Whenever we go to an art museum he says this. He may not realize that he says it every time, but he does. I don’t mind because there are many things that I don’t get, but he does.
And in the case of art, there are concepts I just don’t get and that’s okay too.
As far as what we like for art, well, that’s tricky.
He knows it when he sees it and I know it when I feel it.
I know I like French Impressionism. I know Monet, I like Renoir. I like Degas.
Degas’s The Star is what I think of when I think of myself at 12 years old. I had taken ballet and pointe classes, and while I didn’t enjoy leotards because of my own shame about my body, I loved how I felt going through the movements – how crisp or fluid they could be. When I took art classes in high school, this was the painting I also went back to – to find my calm.
When I see these paintings, I have this rush of overwhelm and my eyes fill with tears. It’s the joy from the colors, the fluidity of the brush strokes – how you see the images, but the lines slightly blur with the background.
There is something fun about Pop Art and Warhol, but in some cases the vibrant colors can be too much for me.
Regardless, I don’t usually see myself attracted to pieces where the lines are perfectly clear.
So, this weekend we went to the Worcester Art Museum – it’s free for August and I think that’s something that should be taken advantage of.
One of the rotating galleries had James Dye on display. I’ve never heard of him, but he’s an American artist a few years older than me.
I prefer oil paint and acrylics layered on canvas, but his India ink on Bristol board pushed me out the door thinking.
Temple of the Burdened Host appears to be symmetrical at first glance, but as you get closer to the smaller images you see that what’s being balanced by the being in the middle only minimally resemble each other. Some images are strikingly different whereas others have subtle changes.
The details of each image made me question how small could a brush get while still absorbing enough ink to create on this medium.
I walked away thinking that balance isn’t what we’ve grown up to believe it is.
I hate to break hearts, but there’s no work-life balance, no matter how bad you want to create the divide – you just can’t.
And in a society like ours, I think it’s comical for us to think it could be achieved. We’re still living in a place where many don’t have affordable health insurance or the ability to take vacation days (even if it means a staycation), mental health days or self-care is still viewed as taboo or selfish even though the conversations are changing.

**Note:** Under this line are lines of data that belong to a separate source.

/// Packet-size bin lower edges, in bytes.
pub const PACKET_SIZE_EDGES: [u32; 15] = [
    0, 40, 60, 80, 100, 120, 200, 400, 600, 800, 1000, 1200, 1400, 1600, 2000,
];

/// Bin of `size`: the last edge not above it. Sizes below the first
/// edge land in bin 0.
pub fn bin_index(edges: &[u32], size: u32) -> usize {
    edges.partition_point(|&e| e <= size).saturating_sub(1)
}

/// Shannon entropy in bits of a count vector; zero counts contribute 0.
pub fn shannon_entropy(counts: &[u64]) -> f64 {
    let total: u64 = counts.iter().sum();
    if total == 0 {
        return 0.0;
    }
    let total = total as f64;
    counts
        .iter()
        .filter(|&&c| c > 0)
        .map(|&c| {
            let p = c as f64 / total;
            -p * p.log2()
        })
        .sum()
}

/// Packet-size histogram of one host over one window.
#[derive(Clone, Debug, PartialEq)]
pub struct SizeHistogram {
    counts: Vec<u64>,
}

impl SizeHistogram {
    pub fn new(bins: usize) -> Self {
        Self {
            counts: vec![0; bins.max(1)],
        }
    }

    pub fn from_counts(counts: Vec<u64>) -> Self {
        Self { counts }
    }

    pub fn add(&mut self, bin: usize) {
        if let Some(c) = self.counts.get_mut(bin) {
            *c += 1;
        }
    }

    pub fn counts(&self) -> &[u64] {
        &self.counts
    }

    pub fn total(&self) -> u64 {
        self.counts.iter().sum()
    }

    pub fn probabilities(&self) -> Vec<f64> {
        let total = self.total();
        if total == 0 {
            return vec![0.0; self.counts.len()];
        }
        self.counts
            .iter()
            .map(|&c| c as f64 / total as f64)
            .collect()
    }

    /// First bin holding the maximum count.
    pub fn mode_index(&self) -> usize {
        let mut best = 0;
        for (i, &c) in self.counts.iter().enumerate() {
            if c > self.counts[best] {
                best = i;
            }
        }
        best
    }

    pub fn entropy(&self) -> f64 {
        shannon_entropy(&self.counts)
    }

    /// `sqrt(mode_index + 1) · H(histogram)`.
    pub fn score(&self) -> f64 {
        ((self.mode_index() + 1) as f64).sqrt() * self.entropy()
    }

    pub fn clear(&mut self) {
        self.counts.iter_mut().for_each(|c| *c = 0);
    }
}

#[cfg(test)]
mod tests {
    use super::*;

    #[test]
    fn binning_follows_lower_edges() {
        let e = &PACKET_SIZE_EDGES;
        assert_eq!(bin_index(e, 0), 0);
        assert_eq!(bin_index(e, 39), 0);
        assert_eq!(bin_index(e, 40), 1);
        assert_eq!(bin_index(e, 59), 1);
        assert_eq!(bin_index(e, 1200), 11);
        assert_eq!(bin_index(e, 1999), 13);
        assert_eq!(bin_index(e, 2000), 14);
        assert_eq!(bin_index(e, 65_000), 14);
        assert_eq!(bin_index(&[10, 20], 5), 0);
    }

    #[test]
    fn entropy_reference_values() {
        assert_eq!(shannon_entropy(&[10, 0, 0]), 0.0);
        assert!((shannon_entropy(&[1, 1]) - 1.0).abs() < 1e-12);
        assert!((shannon_entropy(&[2, 2, 2, 2]) - 2.0).abs() < 1e-12);
        assert_eq!(shannon_entropy(&[0, 0]), 0.0);
    }

    #[test]
    fn mode_is_first_maximum() {
        let h = SizeHistogram::from_counts(vec![0, 3, 1, 3]);
        assert_eq!(h.mode_index(), 1);
    }

    #[test]
    fn score_weights_entropy_by_mode() {
        // uniform over bins 3 and 4: H = 1, mode = 3
        let h = SizeHistogram::from_counts(vec![0, 0, 0, 5, 5]);
        assert!((h.score() - 2.0).abs() < 1e-12);
        let single = SizeHistogram::from_counts(vec![0, 0, 9]);
        assert_eq!(single.score(), 0.0);
    }

    #[test]
    fn clear_resets_counts() {
        let mut h = SizeHistogram::new(3);
        h.add(1);
        h.add(7);
        assert_eq!(h.total(), 1);
        h.clear();
        assert_eq!(h.total(), 0);
    }
}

I’ve had co-workers who have had to use their sick time because their child was sick and couldn’t be home alone with supervisors who were sometimes understanding and sometimes not. I’ve also used my sick time for mental health days because sometimes you just need a break, but have had to force myself to ignore dozens of emails streaming through.
Our work lives bleed into our personal lives, and in many cases I think it’s appropriate.
Our personal passions can push us in our professional endeavors.
How we handle our personal battles can help us fight professional ones – even if our personal handling isn’t always perfect.
Trying to keep the divide will just make us frustrated and feel defeated.
Balance is a tight rope – it’s not always steady, it’s not always symmetrical.
This drawing shows that from a distance balance is appealing and looks ideal, but as you approach and get a closer look at the details we can see that balance doesn’t truly exist, but that doesn’t mean the piece is less beautiful.